Cardioarterieel interval
Het cardio-arteriële interval (ook bekend als het cardio-arteriële interval) is het tijdsinterval tussen de hartslag en de daaropvolgende perifere puls. Het weerspiegelt de tijd waarin de pulsgolf zich voortplant van het hart naar de perifere slagaders.
Het cardio-arteriële interval hangt af van de arteriële stijfheid en de vasculaire compliantie. Hoe hoger de stijfheid van de slagaders en hoe lager hun rekbaarheid, hoe korter het cardio-arteriële interval.
Een toename van het cardio-arteriële interval kan worden waargenomen bij atherosclerose, hypertensie, diabetes mellitus en andere ziekten die gepaard gaan met een afname van de elasticiteit van de slagaders.
Het cardio-arteriële interval is een belangrijke diagnostische indicator waarmee de stijfheid van de arteriële wand kan worden beoordeeld. De meting ervan wordt in de klinische praktijk gebruikt om aandoeningen van het cardiovasculaire systeem te identificeren en de effectiviteit van de behandeling te monitoren.

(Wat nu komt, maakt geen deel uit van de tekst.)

use rusqlite::types::{FromSql, FromSqlError, FromSqlResult, ToSql, ToSqlOutput, ValueRef};
use serde::Serialize;
use std::fmt;
use std::str::FromStr;

/// Kind of indexed media, stored as `img` / `vid`.
#[derive(Debug, Clone, Copy, PartialEq, Eq, Hash, Serialize)]
pub enum FileType {
    #[serde(rename = "img")]
    Image,
    #[serde(rename = "vid")]
    Video,
}

impl FileType {
    pub fn as_str(&self) -> &'static str {
        match self {
            FileType::Image => "img",
            FileType::Video => "vid",
        }
    }
}

impl fmt::Display for FileType {
    fn fmt(&self, f: &mut fmt::Formatter<'_>) -> fmt::Result {
        f.write_str(self.as_str())
    }
}

impl FromStr for FileType {
    type Err = String;

    fn from_str(s: &str) -> Result<Self, Self::Err> {
        match s {
            "img" | "image" => Ok(FileType::Image),
            "vid" | "video" => Ok(FileType::Video),
            other => Err(format!("unknown file type '{}'", other)),
        }
    }
}

impl ToSql for FileType {
    fn to_sql(&self) -> rusqlite::Result<ToSqlOutput<'_>> {
        Ok(ToSqlOutput::from(self.as_str()))
    }
}

impl FromSql for FileType {
    fn column_result(value: ValueRef<'_>) -> FromSqlResult<Self> {
        value
            .as_str()?
            .parse()
            .map_err(|e: String| FromSqlError::Other(e.into()))
    }
}

/// Visibility of a media row. Deletion is terminal and has no stored value.
///
/// Persisted in the `hidden` column: 0 active, 1 hidden, -1 trashed.
#[derive(Debug, Clone, Copy, PartialEq, Eq, Hash, Serialize)]
#[serde(rename_all = "lowercase")]
pub enum Visibility {
    Active,
    Hidden,
    Trashed,
}

impl Visibility {
    pub fn code(&self) -> i64 {
        match self {
            Visibility::Active => 0,
            Visibility::Hidden => 1,
            Visibility::Trashed => -1,
        }
    }

    pub fn from_code(code: i64) -> Option<Self> {
        match code {
            0 => Some(Visibility::Active),
            1 => Some(Visibility::Hidden),
            -1 => Some(Visibility::Trashed),
            _ => None,
        }
    }
}

impl fmt::Display for Visibility {
    fn fmt(&self, f: &mut fmt::Formatter<'_>) -> fmt::Result {
        let name = match self {
            Visibility::Active => "active",
            Visibility::Hidden => "hidden",
            Visibility::Trashed => "trashed",
        };
        f.write_str(name)
    }
}

impl FromStr for Visibility {
    type Err = String;

    fn from_str(s: &str) -> Result<Self, Self::Err> {
        match s {
            "active" => Ok(Visibility::Active),
            "hidden" => Ok(Visibility::Hidden),
            "trashed" | "trash" => Ok(Visibility::Trashed),
            other => Err(format!("unknown visibility '{}'", other)),
        }
    }
}

impl ToSql for Visibility {
    fn to_sql(&self) -> rusqlite::Result<ToSqlOutput<'_>> {
        Ok(ToSqlOutput::from(self.code()))
    }
}

impl FromSql for Visibility {
    fn column_result(value: ValueRef<'_>) -> FromSqlResult<Self> {
        let code = value.as_i64()?;
        Visibility::from_code(code).ok_or(FromSqlError::OutOfRange(code))
    }
}

/// A persisted media row.
#[derive(Debug, Clone, PartialEq, Eq, Serialize)]
pub struct Media {
    pub id: i64,
    pub hash: String,
    pub path: String,
    pub directory: String,
    pub file_type: FileType,
    pub timestamp: i64,
    pub visibility: Visibility,
}

/// Values for a media row that does not exist yet.
#[derive(Debug, Clone)]
pub struct NewMedia {
    pub hash: String,
    pub path: String,
    pub directory: String,
    pub file_type: FileType,
    pub timestamp: i64,
}

/// A media row together with the names of its classes.
#[derive(Debug, Clone, Serialize)]
pub struct MediaInfo {
    #[serde(flatten)]
    pub media: Media,
    pub classes: Vec<String>,
}

/// Row counts across the three tables.
#[derive(Debug, Clone, Copy, Default, PartialEq, Eq, Serialize)]
pub struct StoreStats {
    pub media: i64,
    pub classes: i64,
    pub tags: i64,
    pub unlinked: i64,
}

Cardio-arteriële intervallen zijn de tijdsintervallen die de perioden van hartslag en bloeddruk scheiden. Intervallen zijn belangrijk voor het bestuderen van de relatie tussen de hartfunctie en de bloedstroom in de slagaders. In dit artikel zullen we bekijken welke aspecten van het cardio-arteriële interval en hoe dit verband houdt met hart- en vaatziekten, en manieren om deze te behandelen en te voorkomen.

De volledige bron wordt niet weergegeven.